Ela estava lá e eu cá, nossos horários eram puro desencontros, eu acordava cedo e ela tarde. Enquanto eu estava na praia durante uma tarde ensolarada, ela se enrolava em um cobertor grosso e tomava um café quente. Em minha vida eu podia ter quantas companhias fossem e eu queria só a dela. Na verdade, quanto mais pessoas surgiam por perto, mais falta ela fazia.
Não. A realidade é que tínhamos tudo a ver.
Tudo bem, eu admito que dramatizo as coisas na minha vida, mas o que seria do amor sem uma dose de drama? Sem uma pouco de dor e uma pitada de exagero?
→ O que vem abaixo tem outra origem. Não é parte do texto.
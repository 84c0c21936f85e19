//! Moderation (back-office) service.

use std::collections::HashSet;

use arcana_common::AppResult;
use arcana_db::{
    entities::{post, user},
    repositories::{PostRepository, UserRepository},
};
use chrono::{DateTime, FixedOffset, Utc};
use sea_orm::Set;
use serde::Serialize;
use tracing::info;

use crate::services::rating::RatingService;

/// Page size used when walking the full post table.
const RECOMPUTE_BATCH: u64 = 200;

/// Moderation service for admin operations.
#[derive(Clone)]
pub struct ModerationService {
    user_repo: UserRepository,
    post_repo: PostRepository,
    ratings: RatingService,
}

/// Outcome of a full rating rebuild.
#[derive(Debug, Serialize)]
#[serde(rename_all = "camelCase")]
pub struct RecomputeReport {
    /// Posts whose aggregate was recomputed.
    pub posts_recomputed: u64,
    /// Authors whose aggregate was recomputed.
    pub authors_recomputed: u64,
}

impl ModerationService {
    /// Create a new moderation service.
    #[must_use]
    pub fn new(
        user_repo: UserRepository,
        post_repo: PostRepository,
        ratings: RatingService,
    ) -> Self {
        Self {
            user_repo,
            post_repo,
            ratings,
        }
    }

    /// List all users (paginated).
    pub async fn list_users(&self, offset: u64, limit: u64) -> AppResult<(Vec<user::Model>, u64)> {
        let users = self.user_repo.list(offset, limit).await?;
        let total = self.user_repo.count().await?;
        Ok((users, total))
    }

    /// List all posts including drafts (paginated).
    pub async fn list_posts(&self, offset: u64, limit: u64) -> AppResult<(Vec<post::Model>, u64)> {
        let posts = self.post_repo.find_all(offset, limit).await?;
        let total = self.post_repo.count_all().await?;
        Ok((posts, total))
    }

    /// Grant or revoke admin rights.
    pub async fn set_admin(&self, user_id: &str, is_admin: bool) -> AppResult<user::Model> {
        let user = self.user_repo.get_by_id(user_id).await?;
        let mut active: user::ActiveModel = user.into();
        active.is_admin = Set(is_admin);
        active.updated_at = Set(Some(Utc::now().into()));
        let user = self.user_repo.update(active).await?;

        info!(user_id, is_admin, "Changed admin flag");
        Ok(user)
    }

    /// Grant or revoke premium status.
    pub async fn set_premium(
        &self,
        user_id: &str,
        is_premium: bool,
        expires_at: Option<DateTime<FixedOffset>>,
    ) -> AppResult<user::Model> {
        let user = self.user_repo.get_by_id(user_id).await?;
        let mut active: user::ActiveModel = user.into();
        active.is_premium = Set(is_premium);
        active.premium_expires_at = Set(if is_premium { expires_at } else { None });
        active.updated_at = Set(Some(Utc::now().into()));
        let user = self.user_repo.update(active).await?;

        info!(user_id, is_premium, "Changed premium status");
        Ok(user)
    }

    /// Rebuild every post and author aggregate from the rating rows.
    ///
    /// Walks all posts recomputing each, then every author with at least
    /// one published post. Authors left with no published posts but a
    /// stale nonzero aggregate are reset to zero as well.
    pub async fn recompute_all_ratings(&self) -> AppResult<RecomputeReport> {
        let mut posts_recomputed = 0u64;
        let mut offset = 0u64;
        loop {
            let page = self.post_repo.find_all(offset, RECOMPUTE_BATCH).await?;
            if page.is_empty() {
                break;
            }
            let page_len = page.len() as u64;
            for post in page {
                self.ratings.recompute_post_rating(&post.id).await?;
                posts_recomputed += 1;
            }
            offset += page_len;
        }

        let published: HashSet<String> = self
            .post_repo
            .published_author_ids()
            .await?
            .into_iter()
            .collect();
        let mut authors_recomputed = 0u64;
        for author_id in &published {
            self.ratings.recompute_author_rating(author_id).await?;
            authors_recomputed += 1;
        }

        let mut offset = 0u64;
        loop {
            let page = self.user_repo.list(offset, RECOMPUTE_BATCH).await?;
            if page.is_empty() {
                break;
            }
            let page_len = page.len() as u64;
            for user in page {
                if user.rating != 0 && !published.contains(&user.id) {
                    self.ratings.recompute_author_rating(&user.id).await?;
                    authors_recomputed += 1;
                }
            }
            offset += page_len;
        }

        info!(posts_recomputed, authors_recomputed, "Rebuilt rating aggregates");
        Ok(RecomputeReport {
            posts_recomputed,
            authors_recomputed,
        })
    }
}

#[cfg(test)]
#[allow(clippy::unwrap_used)]
mod tests {
    use super::*;
    use arcana_common::AppError;
    use arcana_db::repositories::PostRatingRepository;
    use sea_orm::{DatabaseBackend, MockDatabase, MockExecResult};
    use std::sync::Arc;

    fn test_user(id: &str, rating: i32) -> user::Model {
        user::Model {
            id: id.to_string(),
            email: format!("{id}@example.com"),
            password_hash: "hash".to_string(),
            token: None,
            full_name: "Test User".to_string(),
            nickname: None,
            date_of_birth: None,
            country: None,
            language: None,
            rating,
            avatar: None,
            is_premium: false,
            premium_expires_at: None,
            notification_email: true,
            notification_push: true,
            notification_inherit: false,
            is_admin: false,
            email_verified: true,
            email_verification_token: None,
            password_reset_token: None,
            password_reset_expires_at: None,
            created_at: chrono::Utc::now().into(),
            updated_at: None,
        }
    }

    fn create_service(
        user_db: Arc<sea_orm::DatabaseConnection>,
        post_db: Arc<sea_orm::DatabaseConnection>,
        rating_db: Arc<sea_orm::DatabaseConnection>,
    ) -> ModerationService {
        ModerationService::new(
            UserRepository::new(user_db.clone()),
            PostRepository::new(post_db.clone()),
            RatingService::new(
                PostRatingRepository::new(rating_db),
                PostRepository::new(post_db),
                UserRepository::new(user_db),
            ),
        )
    }

    #[tokio::test]
    async fn test_set_admin_user_not_found() {
        let user_db = Arc::new(
            MockDatabase::new(DatabaseBackend::Postgres)
                .append_query_results([Vec::<user::Model>::new()])
                .into_connection(),
        );
        let post_db = Arc::new(MockDatabase::new(DatabaseBackend::Postgres).into_connection());
        let rating_db = Arc::new(MockDatabase::new(DatabaseBackend::Postgres).into_connection());
        let service = create_service(user_db, post_db, rating_db);

        let result = service.set_admin("missing", true).await;
        assert!(matches!(result, Err(AppError::UserNotFound(_))));
    }

    #[tokio::test]
    async fn test_recompute_all_empty_database() {
        let user_db = Arc::new(
            MockDatabase::new(DatabaseBackend::Postgres)
                .append_query_results([Vec::<user::Model>::new()])
                .into_connection(),
        );
        let post_db = Arc::new(
            MockDatabase::new(DatabaseBackend::Postgres)
                .append_query_results([Vec::<post::Model>::new(), Vec::<post::Model>::new()])
                .into_connection(),
        );
        let rating_db = Arc::new(MockDatabase::new(DatabaseBackend::Postgres).into_connection());
        let service = create_service(user_db, post_db, rating_db);

        let report = service.recompute_all_ratings().await.unwrap();
        assert_eq!(report.posts_recomputed, 0);
        assert_eq!(report.authors_recomputed, 0);
    }

    #[tokio::test]
    async fn test_recompute_all_resets_stale_author() {
        // One user carries a nonzero aggregate but has no published posts.
        // The rebuild must visit them and write the zero aggregate back.
        let user_db = Arc::new(
            MockDatabase::new(DatabaseBackend::Postgres)
                .append_query_results([
                    vec![test_user("u1", 57)],
                    Vec::<user::Model>::new(),
                ])
                .append_exec_results([MockExecResult {
                    last_insert_id: 0,
                    rows_affected: 1,
                }])
                .into_connection(),
        );
        // No posts at all: the post walk and the published-author set are
        // empty, then the stale author's published posts come back empty.
        let post_db = Arc::new(
            MockDatabase::new(DatabaseBackend::Postgres)
                .append_query_results([
                    Vec::<post::Model>::new(),
                    Vec::<post::Model>::new(),
                    Vec::<post::Model>::new(),
                ])
                .into_connection(),
        );
        let rating_db = Arc::new(MockDatabase::new(DatabaseBackend::Postgres).into_connection());
        let service = create_service(user_db, post_db, rating_db);

        let report = service.recompute_all_ratings().await.unwrap();
        assert_eq!(report.posts_recomputed, 0);
        assert_eq!(report.authors_recomputed, 1);
    }
}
Nada! Seria puramente sem graça, entende? Fácil demais, sem nenhum desafio, afinal sem luta não existe vitória. Nós nos amamos demais, nos queremos um bocado e seriamos a perfeição (ignore o fato de que não existe nada perfeito). Já pensou o quanto ia ser entediante? Às vezes me pergunto: “Como posso pensar isso? É o que eu quero, não é?”. Sim, é! Mas eu sempre preciso complicar e achar um significado para as coisas que eu acho que estão erradas, apenas para eu me convencer de que elas podem estar certas. Foi o que eu disse, tem que haver o tal desafio, atravessar alguns obstáculos e fazer valer a pena. Afinal, você só sabe da importância daquilo depois que precisa lutar por isso.
Não vou chorar, talvez só um pouquinho porque não sou de ferro, mas não vou xingar, não vou desistir, vou aceitar dessa vez as coisas como elas estão sendo. Vou ficar imaginando cada passo seu, o toque e a sensação de poder te olhar durante horas. Vou tentar aceitar sem reclamar (mentira, vou reclamar, é claro que eu vou!), e me convencer de que cada tempo sem você vai se tornar o triplo quando eu estiver ao seu lado. Então, menina, seja paciente, assim como estou tentando ser. Sentir falta faz parte, mas não se torture tanto, você me tem. E acredite em mim, quando tiver de ser, será.